- **EXERCISE**: Filter on the word "WalletError": copy each matching line from the listing below.

(RECORDED DATA Opens)

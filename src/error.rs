use std::time::Duration;

use thiserror::Error;
use uuid::Uuid;

use crate::payment::models::{Currency, PaymentStatus};

/// Top-level error type for the reconciler
#[derive(Error, Debug)]
pub enum AppError {
    #[error("Configuration error: {0}")]
    Config(String),

    #[error("Provider error: {0}")]
    Provider(String),

    #[error("Wallet error: {0}")]
    Wallet(#[from] WalletError),

    #[error("Status error: {0}")]
    Status(#[from] StatusError),

    #[error("Unsupported backend for {currency}: {reason}")]
    Unsupported { currency: Currency, reason: String },

    #[error("Internal error: {0}")]
    Internal(String),
}

/// Failures surfaced by the check governor
#[derive(Error, Debug, Clone, PartialEq, Eq)]
pub enum CheckError {
    #[error("Status check for {invoice} timed out after {after:?}")]
    Timeout { invoice: Uuid, after: Duration },
}

/// Status model violations
#[derive(Error, Debug, Clone, PartialEq, Eq)]
pub enum StatusError {
    #[error("Illegal status transition: {from} -> {to}")]
    IllegalTransition {
        from: PaymentStatus,
        to: PaymentStatus,
    },
}

/// Admin wallet errors
#[derive(Error, Debug)]
pub enum WalletError {
    #[error("Invalid destination address: {0}")]
    InvalidDestination(String),

    #[error("Broadcast failed on {currency}: {message}")]
    Broadcast { currency: Currency, message: String },

    #[error("Balance lookup failed on {currency}: {message}")]
    Balance { currency: Currency, message: String },

    #[error("Invalid key material: {0}")]
    InvalidKey(String),
}

impl From<reqwest::Error> for AppError {
    fn from(error: reqwest::Error) -> Self {
        AppError::Provider(format!("HTTP request error: {:?}", error))
    }
}

impl From<serde_json::Error> for AppError {
    fn from(error: serde_json::Error) -> Self {
        AppError::Provider(format!("Malformed provider response: {}", error))
    }
}

impl From<config::ConfigError> for AppError {
    fn from(error: config::ConfigError) -> Self {
        AppError::Config(error.to_string())
    }
}

impl From<validator::ValidationErrors> for AppError {
    fn from(error: validator::ValidationErrors) -> Self {
        AppError::Config(error.to_string())
    }
}

impl From<rust_decimal::Error> for AppError {
    fn from(error: rust_decimal::Error) -> Self {
        AppError::Provider(format!("Decimal conversion error: {:?}", error))
    }
}

/// Result type alias for the reconciler
pub type AppResult<T> = Result<T, AppError>;
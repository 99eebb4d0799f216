use async_trait::async_trait;
use chrono::Utc;
use solana_client::nonblocking::rpc_client::RpcClient;
use solana_commitment_config::CommitmentConfig;
use solana_sdk::pubkey::Pubkey;
use std::str::FromStr;
use tracing::debug;

use crate::error::{AppError, AppResult};
use crate::payment::models::{BackendType, Currency, Payment};
use crate::settlement::traits::{
    derive_status, from_base_units, ChainBalance, SettlementBackend, StatusCheck,
};

pub const SOLANA_MAINNET_URL: &str = "https://api.mainnet-beta.solana.com";
pub const SOLANA_DEVNET_URL: &str = "https://api.devnet.solana.com";

/// Cluster URL for the configured network
pub fn cluster_url(testnets: bool) -> &'static str {
    if testnets {
        SOLANA_DEVNET_URL
    } else {
        SOLANA_MAINNET_URL
    }
}

/// Watches SOL deposit addresses directly over Solana JSON-RPC
///
/// Funds visible at `confirmed` commitment count as confirmed. Anything only
/// visible at `processed` counts as unconfirmed.
pub struct SolanaBackend {
    client: RpcClient,
}

impl SolanaBackend {
    pub fn new(rpc_url: impl Into<String>) -> Self {
        Self {
            client: RpcClient::new_with_commitment(rpc_url.into(), CommitmentConfig::confirmed()),
        }
    }

    async fn balance_at(&self, address: &Pubkey, commitment: CommitmentConfig) -> AppResult<u64> {
        let response = self
            .client
            .get_balance_with_commitment(address, commitment)
            .await
            .map_err(|e| AppError::Provider(format!("Solana getBalance failed: {}", e)))?;

        Ok(response.value)
    }
}

pub fn parse_address(address: &str) -> AppResult<Pubkey> {
    Pubkey::from_str(address)
        .map_err(|e| AppError::Provider(format!("Invalid Solana address {}: {}", address, e)))
}

#[async_trait]
impl SettlementBackend for SolanaBackend {
    fn name(&self) -> &'static str {
        "solana-rpc"
    }

    fn backend_type(&self) -> BackendType {
        BackendType::Native
    }

    fn supports(&self, currency: Currency) -> bool {
        currency == Currency::Sol
    }

    async fn check_payment(&self, payment: &Payment) -> AppResult<StatusCheck> {
        let address = parse_address(&payment.deposit_address)?;

        let confirmed = self.balance_at(&address, CommitmentConfig::confirmed()).await?;
        let processed = self.balance_at(&address, CommitmentConfig::processed()).await?;

        debug!(
            "SOL deposit {}: {} confirmed, {} processed lamports",
            address, confirmed, processed
        );

        let balance = ChainBalance {
            confirmed: from_base_units(confirmed.into(), Currency::Sol.decimals())?,
            unconfirmed: from_base_units(
                processed.saturating_sub(confirmed).into(),
                Currency::Sol.decimals(),
            )?,
        };

        Ok(StatusCheck::Resolved(derive_status(payment, balance, Utc::now())))
    }
}

#[cfg(test)]
mod tests {
    use super::*;

    #[test]
    fn test_cluster_url() {
        assert_eq!(cluster_url(true), SOLANA_DEVNET_URL);
        assert_eq!(cluster_url(false), SOLANA_MAINNET_URL);
    }

    #[test]
    fn test_parse_address() {
        assert!(parse_address("11111111111111111111111111111111").is_ok());
        assert!(matches!(
            parse_address("not-a-key"),
            Err(AppError::Provider(_))
        ));
    }

    #[test]
    fn test_only_serves_sol() {
        let backend = SolanaBackend::new(SOLANA_DEVNET_URL);
        assert!(backend.supports(Currency::Sol));
        assert!(!backend.supports(Currency::Matic));
        assert_eq!(backend.backend_type(), BackendType::Native);
    }
}
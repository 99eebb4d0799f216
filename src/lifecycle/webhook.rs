use reqwest::Client;
use serde::{Deserialize, Serialize};
use std::sync::Arc;
use std::time::Duration;
use tokio::spawn;
use tokio::sync::broadcast::error::RecvError;
use tokio::task::JoinHandle;
use tracing::{debug, error, info, warn};
use uuid::Uuid;

use crate::error::AppResult;
use crate::payment::models::{Currency, Payment, PaymentStatus};
use crate::payment::registry::{ActivePayments, StatusChange};

/// IPN payload posted to the merchant on every status change
#[derive(Debug, Clone, Serialize, Deserialize, PartialEq, Eq)]
pub struct PaymentWebhookPayload {
    pub invoice_id: Uuid,
    pub status: PaymentStatus,
    pub currency: Currency,
    pub amount: String,
    pub amount_paid: String,
    pub timestamp: i64,
}

impl PaymentWebhookPayload {
    pub fn new(payment: &Payment, change: &StatusChange) -> Self {
        Self {
            invoice_id: payment.id,
            status: change.to,
            currency: payment.currency,
            amount: payment.amount.to_string(),
            amount_paid: payment.amount_paid.to_string(),
            timestamp: change.at.timestamp(),
        }
    }
}

/// Merchant callback dispatcher
///
/// Deliveries run in their own tasks; a slow or failing merchant endpoint
/// never holds up the event stream.
pub struct WebhookNotifier {
    registry: Arc<ActivePayments>,
    client: Client,
}

impl WebhookNotifier {
    pub fn new(registry: Arc<ActivePayments>) -> AppResult<Self> {
        let client = Client::builder().timeout(Duration::from_secs(10)).build()?;
        Ok(Self { registry, client })
    }

    pub fn start(self: Arc<Self>) -> JoinHandle<()> {
        let mut events = self.registry.subscribe();
        info!("📨 Webhook notifier started");

        spawn(async move {
            loop {
                match events.recv().await {
                    Ok(change) => {
                        self.notify(&change);
                    }
                    Err(RecvError::Lagged(missed)) => {
                        warn!("Webhook notifier dropped {} status events", missed);
                    }
                    Err(RecvError::Closed) => return,
                }
            }
        })
    }

    /// Queue a callback for this change, if the invoice has a callback URL
    pub fn notify(&self, change: &StatusChange) -> Option<JoinHandle<()>> {
        let payment = self.registry.get(&change.invoice)?.payment();
        let url = payment.ipn_callback_url.clone()?;
        let payload = PaymentWebhookPayload::new(&payment, change);
        let client = self.client.clone();

        Some(spawn(async move {
            if let Err(e) = Self::deliver(&client, &url, &payload).await {
                error!("Webhook delivery for {} failed: {}", payload.invoice_id, e);
            }
        }))
    }

    async fn deliver(client: &Client, url: &str, payload: &PaymentWebhookPayload) -> AppResult<()> {
        debug!(
            "Posting {} for invoice {} to {}",
            payload.status, payload.invoice_id, url
        );

        client
            .post(url)
            .json(payload)
            .send()
            .await?
            .error_for_status()?;

        info!("✓ Webhook delivered: invoice={} status={}", payload.invoice_id, payload.status);
        Ok(())
    }
}
use async_trait::async_trait;
use chrono::{DateTime, Utc};
use rust_decimal::Decimal;

use crate::error::{AppError, AppResult};
use crate::payment::models::{BackendType, Currency, Payment, PaymentStatus};

/// What one status-check attempt learned about an invoice
#[derive(Debug, Clone, Copy, PartialEq, Eq)]
pub struct Observation {
    pub status: PaymentStatus,
    /// Total received so far, when the backend could see it
    pub amount_paid: Option<Decimal>,
}

impl Observation {
    pub fn status(status: PaymentStatus) -> Self {
        Self {
            status,
            amount_paid: None,
        }
    }
}

/// Outcome of a single status-check attempt
#[derive(Debug, Clone, Copy, PartialEq, Eq)]
pub enum StatusCheck {
    /// The chain gave a conclusive answer this attempt
    Resolved(Observation),
    /// Nothing conclusive yet, try again
    Indeterminate,
}

/// Deposit address balance as seen by a backend
#[derive(Debug, Clone, Copy, PartialEq, Eq, Default)]
pub struct ChainBalance {
    pub confirmed: Decimal,
    pub unconfirmed: Decimal,
}

impl ChainBalance {
    pub fn total(&self) -> Decimal {
        self.confirmed + self.unconfirmed
    }
}

/// Settlement backend - implemented once per currency or provider
///
/// A backend performs exactly one attempt per call. Retrying, deadlines and
/// status persistence belong to the reconciler.
#[async_trait]
pub trait SettlementBackend: Send + Sync {
    fn name(&self) -> &'static str;

    fn backend_type(&self) -> BackendType;

    /// Whether this backend can watch invoices in `currency`
    fn supports(&self, currency: Currency) -> bool;

    /// Look up the invoice's deposit address once and report what it shows
    ///
    /// Provider or network failures are returned as errors; the caller treats
    /// them the same as `StatusCheck::Indeterminate`.
    async fn check_payment(&self, payment: &Payment) -> AppResult<StatusCheck>;
}

/// Map an observed balance onto the status lifecycle
pub fn derive_status(payment: &Payment, balance: ChainBalance, now: DateTime<Utc>) -> Observation {
    let total = balance.total();

    let status = if balance.confirmed >= payment.amount {
        PaymentStatus::Confirmed
    } else if total >= payment.amount {
        PaymentStatus::Confirming
    } else if total > Decimal::ZERO {
        PaymentStatus::PartiallyPaid
    } else if payment.is_expired_at(now) {
        PaymentStatus::Expired
    } else {
        PaymentStatus::Waiting
    };

    // Unconfirmed funds are never paid out
    let amount_paid = if status == PaymentStatus::Confirmed {
        balance.confirmed
    } else {
        total
    };

    Observation {
        status,
        amount_paid: Some(amount_paid),
    }
}

/// Convert an integer amount of smallest units (lamports, wei, satoshis) to a decimal amount
pub fn from_base_units(units: u128, decimals: u32) -> AppResult<Decimal> {
    let units = i128::try_from(units)
        .map_err(|_| AppError::Provider(format!("Balance out of range: {}", units)))?;

    Ok(Decimal::try_from_i128_with_scale(units, decimals)?.normalize())
}
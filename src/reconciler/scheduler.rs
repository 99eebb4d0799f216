// Reconciliation scheduler - polls every active invoice in batches
//
// Batch strategy:
// - Snapshot the active set and split it into cohorts by settlement backend
// - Cohorts run concurrently, invoices within a cohort run one at a time
// - A batch never starts sooner than `min_batch_period` after the previous one
//   started, to stay under third-party provider rate limits
// - stop() is honoured at the next batch boundary; an in-flight batch always
//   completes

use futures::future::join_all;
use parking_lot::Mutex;
use std::sync::Arc;
use std::time::Duration;
use tokio::task::JoinHandle;
use tokio::time::{sleep, Instant};
use tracing::{debug, info, warn};

use crate::payment::registry::ActivePayments;
use crate::reconciler::cohort::{partition, run_cohort, CohortReport};
use crate::reconciler::governor::{CheckGovernor, GovernorConfig};

/// Scheduler configuration
#[derive(Debug, Clone, Copy, PartialEq, Eq)]
pub struct SchedulerConfig {
    /// Minimum wall-clock time between the starts of two batches
    pub min_batch_period: Duration,
    pub governor: GovernorConfig,
}

impl Default for SchedulerConfig {
    fn default() -> Self {
        Self {
            min_batch_period: Duration::from_secs(30),
            governor: GovernorConfig::default(),
        }
    }
}

/// Summary of one batch
#[derive(Debug, Clone, Copy)]
pub struct BatchReport {
    pub started_at: Instant,
    pub elapsed: Duration,
    pub invoices: usize,
    pub cohorts: usize,
    pub totals: CohortReport,
}

#[derive(Debug, Default)]
struct LoopState {
    running: bool,
    stop_requested: bool,
}

struct SchedulerInner {
    registry: Arc<ActivePayments>,
    governor: CheckGovernor,
    min_batch_period: Duration,
    state: Mutex<LoopState>,
}

/// Reconciliation scheduler - drives the batch loop over the active invoice set
#[derive(Clone)]
pub struct ReconciliationScheduler {
    inner: Arc<SchedulerInner>,
}

impl ReconciliationScheduler {
    pub fn new(registry: Arc<ActivePayments>, config: SchedulerConfig) -> Self {
        Self {
            inner: Arc::new(SchedulerInner {
                registry,
                governor: CheckGovernor::new(config.governor),
                min_batch_period: config.min_batch_period,
                state: Mutex::new(LoopState::default()),
            }),
        }
    }

    /// Start batching in the background
    ///
    /// Returns `None` when the loop is already running. A pending stop request
    /// is withdrawn in that case, so the running loop carries on.
    pub fn start(&self) -> Option<JoinHandle<()>> {
        {
            let mut state = self.inner.state.lock();
            if state.running {
                if state.stop_requested {
                    info!("Withdrawing pending stop request, scheduler keeps running");
                    state.stop_requested = false;
                } else {
                    warn!("Reconciliation scheduler already running");
                }
                return None;
            }
            state.running = true;
        }

        info!(
            "⏰ Reconciliation scheduler started (min batch period {:?})",
            self.inner.min_batch_period
        );

        let inner = self.inner.clone();
        Some(tokio::spawn(async move { inner.run_loop().await }))
    }

    /// Ask the loop to halt at the next batch boundary
    pub fn stop(&self) {
        let mut state = self.inner.state.lock();
        if state.running {
            info!("Stop requested, scheduler will halt after the current batch");
            state.stop_requested = true;
        } else {
            debug!("Stop requested while scheduler is idle, ignoring");
        }
    }

    pub fn is_running(&self) -> bool {
        self.inner.state.lock().running
    }

    /// Run a single batch without pacing
    pub async fn run_batch(&self) -> BatchReport {
        self.inner.run_batch().await
    }
}

impl SchedulerInner {
    async fn run_loop(&self) {
        loop {
            if self.consume_stop_request() {
                info!("✓ Reconciliation scheduler stopped");
                return;
            }

            let report = self.run_batch().await;

            if let Some(wait) = pacing_delay(report.elapsed, self.min_batch_period) {
                info!("Waiting {:?} for min refresh time", wait);
                sleep(wait).await;
            }
        }
    }

    fn consume_stop_request(&self) -> bool {
        let mut state = self.state.lock();
        if state.stop_requested {
            state.stop_requested = false;
            state.running = false;
            true
        } else {
            false
        }
    }

    async fn run_batch(&self) -> BatchReport {
        let started_at = Instant::now();
        let snapshot = self.registry.snapshot();
        let invoices = snapshot.len();
        let cohorts = partition(snapshot);

        debug!(
            "🔄 Starting batch: {} invoices in {} cohorts",
            invoices,
            cohorts.len()
        );

        let reports = join_all(
            cohorts
                .iter()
                .map(|(key, cohort)| run_cohort(*key, cohort, &self.governor)),
        )
        .await;

        let mut totals = CohortReport::default();
        for report in reports {
            totals.merge(report);
        }

        let elapsed = started_at.elapsed();
        info!(
            "Batch finished in {:?}: {} checked, {} changed, {} failed",
            elapsed, totals.checked, totals.changed, totals.failed
        );

        BatchReport {
            started_at,
            elapsed,
            invoices,
            cohorts: cohorts.len(),
            totals,
        }
    }
}

/// Remaining time to wait so batches start at least `min_period` apart
fn pacing_delay(elapsed: Duration, min_period: Duration) -> Option<Duration> {
    min_period
        .checked_sub(elapsed)
        .filter(|remaining| !remaining.is_zero())
}

#[cfg(test)]
mod tests {
    use super::*;
    use crate::payment::models::{BackendType, Currency, PaymentStatus};
    use crate::test_support::{payment_created_at, ScriptedBackend, Step};

    const MIN_PERIOD: Duration = Duration::from_secs(30);

    fn scheduler(registry: Arc<ActivePayments>) -> ReconciliationScheduler {
        ReconciliationScheduler::new(
            registry,
            SchedulerConfig {
                min_batch_period: MIN_PERIOD,
                governor: GovernorConfig {
                    deadline: Duration::from_secs(60),
                    retry_delay: Duration::from_secs(5),
                },
            },
        )
    }

    fn slow_backend(backend_type: BackendType, latency: Duration) -> Arc<ScriptedBackend> {
        Arc::new(
            ScriptedBackend::new(backend_type, Step::Resolve(PaymentStatus::Waiting))
                .with_latency(latency),
        )
    }

    #[test]
    fn test_pacing_delay() {
        assert_eq!(
            pacing_delay(Duration::from_secs(4), Duration::from_secs(30)),
            Some(Duration::from_secs(26))
        );
        assert_eq!(
            pacing_delay(Duration::from_secs(30), Duration::from_secs(30)),
            None
        );
        assert_eq!(
            pacing_delay(Duration::from_secs(45), Duration::from_secs(30)),
            None
        );
    }

    #[tokio::test(start_paused = true)]
    async fn test_cohorts_overlap_within_a_batch() {
        let registry = Arc::new(ActivePayments::default());
        let native = slow_backend(BackendType::Native, Duration::from_secs(10));
        let provider = slow_backend(BackendType::Provider, Duration::from_secs(10));

        registry
            .track(payment_created_at(Currency::Sol, BackendType::Native, 0), native.clone())
            .unwrap();
        registry
            .track(payment_created_at(Currency::Btc, BackendType::Provider, 1), provider.clone())
            .unwrap();

        let report = scheduler(registry).run_batch().await;

        assert_eq!(report.cohorts, 2);
        assert_eq!(report.totals.checked, 2);
        assert!(report.elapsed < Duration::from_secs(20));

        let a = native.calls()[0];
        let b = provider.calls()[0];
        assert!(a.started < b.finished && b.started < a.finished);
    }

    #[tokio::test(start_paused = true)]
    async fn test_batches_respect_min_period() {
        let registry = Arc::new(ActivePayments::default());
        let backend = slow_backend(BackendType::Native, Duration::from_secs(1));
        registry
            .track(payment_created_at(Currency::Matic, BackendType::Native, 0), backend.clone())
            .unwrap();

        let scheduler = scheduler(registry);
        let handle = scheduler.start().unwrap();
        sleep(Duration::from_secs(100)).await;
        scheduler.stop();
        handle.await.unwrap();

        let calls = backend.calls();
        assert!(calls.len() >= 3, "only {} batches", calls.len());
        for pair in calls.windows(2) {
            assert!(pair[1].started - pair[0].started >= MIN_PERIOD);
        }
    }

    #[tokio::test(start_paused = true)]
    async fn test_slow_batches_are_not_padded() {
        let registry = Arc::new(ActivePayments::default());
        let backend = slow_backend(BackendType::Native, Duration::from_secs(45));
        registry
            .track(payment_created_at(Currency::Sol, BackendType::Native, 0), backend.clone())
            .unwrap();

        let scheduler = scheduler(registry);
        let handle = scheduler.start().unwrap();
        sleep(Duration::from_secs(100)).await;
        scheduler.stop();
        handle.await.unwrap();

        let calls = backend.calls();
        assert!(calls.len() >= 2);
        assert_eq!(calls[1].started - calls[0].started, Duration::from_secs(45));
    }

    #[tokio::test(start_paused = true)]
    async fn test_stop_lets_batch_finish_and_start_resumes() {
        let registry = Arc::new(ActivePayments::default());
        let backend = slow_backend(BackendType::Native, Duration::from_secs(10));
        registry
            .track(payment_created_at(Currency::Sol, BackendType::Native, 0), backend.clone())
            .unwrap();

        let scheduler = scheduler(registry);
        let handle = scheduler.start().unwrap();

        sleep(Duration::from_secs(5)).await;
        scheduler.stop();
        assert_eq!(backend.call_count(), 0);

        handle.await.unwrap();
        assert!(!scheduler.is_running());
        let calls = backend.calls();
        assert_eq!(calls.len(), 1);
        assert_eq!(calls[0].finished - calls[0].started, Duration::from_secs(10));

        let handle = scheduler.start().unwrap();
        sleep(Duration::from_secs(15)).await;
        assert_eq!(backend.call_count(), 2);

        scheduler.stop();
        handle.await.unwrap();
    }

    #[tokio::test(start_paused = true)]
    async fn test_start_is_idempotent_and_withdraws_stop() {
        let registry = Arc::new(ActivePayments::default());
        let backend = slow_backend(BackendType::Native, Duration::from_secs(10));
        registry
            .track(payment_created_at(Currency::Sol, BackendType::Native, 0), backend.clone())
            .unwrap();

        let scheduler = scheduler(registry);
        let handle = scheduler.start().unwrap();
        assert!(scheduler.start().is_none());

        sleep(Duration::from_secs(5)).await;
        scheduler.stop();
        assert!(scheduler.start().is_none());

        // Still running through the next boundary
        sleep(Duration::from_secs(40)).await;
        assert!(scheduler.is_running());
        assert_eq!(backend.call_count(), 2);

        scheduler.stop();
        handle.await.unwrap();
        assert!(!scheduler.is_running());
    }

    #[tokio::test(start_paused = true)]
    async fn test_stop_while_idle_is_ignored() {
        let registry = Arc::new(ActivePayments::default());
        let scheduler = scheduler(registry);

        scheduler.stop();
        assert!(!scheduler.is_running());

        let handle = scheduler.start().unwrap();
        assert!(scheduler.is_running());
        scheduler.stop();
        handle.await.unwrap();
    }
}
use anyhow::Context;
use tracing::info;
use tracing_subscriber::{layer::SubscriberExt, util::SubscriberInitExt};

use invoice_reconciler::{bootstrap, config::Settings};

// Initialize logging and tracing
fn init_tracing() {
    tracing_subscriber::registry()
        .with(tracing_subscriber::EnvFilter::new(
            std::env::var("RUST_LOG")
                .unwrap_or_else(|_| "info,invoice_reconciler=debug".into()),
        ))
        .with(tracing_subscriber::fmt::layer())
        .init();
}

#[tokio::main]
async fn main() -> anyhow::Result<()> {
    init_tracing();

    info!("🚀 Starting invoice reconciler");

    let settings = Settings::from_env().context("Invalid configuration")?;
    let components =
        bootstrap::initialize_components(&settings).context("Failed to initialize components")?;

    let _webhooks = components.webhooks.clone().start();
    let _payouts = components.payouts.clone().start();
    let batches = components
        .scheduler
        .start()
        .context("Reconciliation scheduler already running")?;

    info!("🌐 Reconciler running, press Ctrl-C to stop");

    tokio::signal::ctrl_c()
        .await
        .context("Failed to listen for shutdown signal")?;

    info!("Shutting down, letting the current batch finish...");
    components.scheduler.stop();
    batches.await.context("Scheduler task failed")?;

    info!("👋 Reconciler stopped");
    Ok(())
}
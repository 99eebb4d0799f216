// Payout worker - forwards confirmed deposits to the merchant
//
// Flow per invoice:
// 1. CONFIRMED is observed on the status event stream
// 2. Invoice moves to SENDING (only one worker can win this step)
// 3. amount_paid is sent to the payout address from the admin wallet
// 4. FINISHED with the transaction id, or FAILED

use rust_decimal::Decimal;
use std::sync::Arc;
use tokio::sync::broadcast::{self, error::RecvError};
use tokio::task::JoinHandle;
use tracing::{error, info, warn};
use uuid::Uuid;

use crate::error::{AppError, AppResult, WalletError};
use crate::payment::models::{Payment, PaymentStatus};
use crate::payment::registry::{ActivePayment, ActivePayments, StatusChange, StatusUpdate};
use crate::wallet::admin::{AdminWallet, AdminWallets};

/// What happened to one payout attempt
#[derive(Debug, Clone, PartialEq, Eq)]
pub enum PayoutOutcome {
    Sent { transaction: String },
    /// No admin wallet for the currency, invoice left CONFIRMED
    NoWallet,
    /// Another payout already claimed the invoice
    AlreadyClaimed,
    Failed { reason: String },
}

pub struct PayoutWorker {
    registry: Arc<ActivePayments>,
    wallets: AdminWallets,
}

impl PayoutWorker {
    pub fn new(registry: Arc<ActivePayments>, wallets: AdminWallets) -> Self {
        Self { registry, wallets }
    }

    /// Subscribe to status changes and pay out in the background
    ///
    /// The subscription is taken before this returns, so no CONFIRMED event
    /// emitted afterwards is missed.
    pub fn start(self: Arc<Self>) -> JoinHandle<()> {
        let events = self.registry.subscribe();

        if self.wallets.is_empty() {
            warn!("⚠️ No admin wallets configured, confirmed invoices will not be paid out");
        } else {
            info!("💸 Payout worker started for {:?}", self.wallets.currencies());
        }

        // Confirmed before the subscription existed
        self.sweep_confirmed();

        tokio::spawn(async move { self.run(events).await })
    }

    async fn run(self: Arc<Self>, mut events: broadcast::Receiver<StatusChange>) {
        loop {
            match events.recv().await {
                Ok(change) if change.to == PaymentStatus::Confirmed => {
                    self.spawn_payout(change.invoice);
                }
                Ok(_) => {}
                Err(RecvError::Lagged(missed)) => {
                    warn!("Payout worker missed {} status events, sweeping", missed);
                    self.sweep_confirmed();
                }
                Err(RecvError::Closed) => {
                    info!("✓ Payout worker stopped");
                    return;
                }
            }
        }
    }

    fn spawn_payout(self: &Arc<Self>, invoice: Uuid) {
        let worker = self.clone();
        tokio::spawn(async move {
            if let Some(entry) = worker.registry.get(&invoice) {
                worker.pay_out(&entry).await;
            }
        });
    }

    /// Pick up every invoice sitting in CONFIRMED
    pub fn sweep_confirmed(self: &Arc<Self>) {
        for entry in self.registry.snapshot() {
            if entry.status() == PaymentStatus::Confirmed {
                self.spawn_payout(entry.id());
            }
        }
    }

    /// Forward the received funds of one CONFIRMED invoice
    pub async fn pay_out(&self, entry: &ActivePayment) -> PayoutOutcome {
        let payment = entry.payment();

        let wallet = match self.wallets.get(payment.currency) {
            Some(wallet) => wallet,
            None => {
                warn!(
                    "⚠️ No {} admin wallet, invoice {} stays CONFIRMED",
                    payment.currency, payment.id
                );
                return PayoutOutcome::NoWallet;
            }
        };

        match entry.apply_status(PaymentStatus::Sending) {
            Ok(StatusUpdate::Changed { .. }) => {}
            Ok(StatusUpdate::Unchanged) | Err(_) => return PayoutOutcome::AlreadyClaimed,
        }

        let result = self.send(wallet.as_ref(), &payment).await;

        match result {
            Ok(transaction) => {
                info!(
                    "✓ Paid out {} {} for invoice {} (tx: {})",
                    payment.amount_paid, payment.currency, payment.id, transaction
                );
                entry.record_payout(transaction.clone());
                self.finish(entry, PaymentStatus::Finished);
                PayoutOutcome::Sent { transaction }
            }
            Err(e) => {
                error!("Payout for invoice {} failed: {}", payment.id, e);
                self.finish(entry, PaymentStatus::Failed);
                PayoutOutcome::Failed {
                    reason: e.to_string(),
                }
            }
        }
    }

    async fn send(&self, wallet: &dyn AdminWallet, payment: &Payment) -> AppResult<String> {
        if !wallet.is_valid_address(&payment.payout_address) {
            return Err(WalletError::InvalidDestination(payment.payout_address.clone()).into());
        }
        if payment.amount_paid <= Decimal::ZERO {
            return Err(AppError::Internal(format!(
                "Nothing received on invoice {}",
                payment.id
            )));
        }

        wallet
            .send_transaction(&payment.payout_address, payment.amount_paid)
            .await
    }

    fn finish(&self, entry: &ActivePayment, status: PaymentStatus) {
        if let Err(e) = entry.apply_status(status) {
            error!("Could not close invoice {}: {}", entry.id(), e);
        }
    }
}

(RECORDED DATA Closes)

- **SOLUTION FOR THIS TASK**:
    Wallet(#[from] WalletError),
pub enum WalletError {
use crate::error::{AppError, AppResult, WalletError};
            return Err(WalletError::InvalidDestination(payment.payout_address.clone()).into());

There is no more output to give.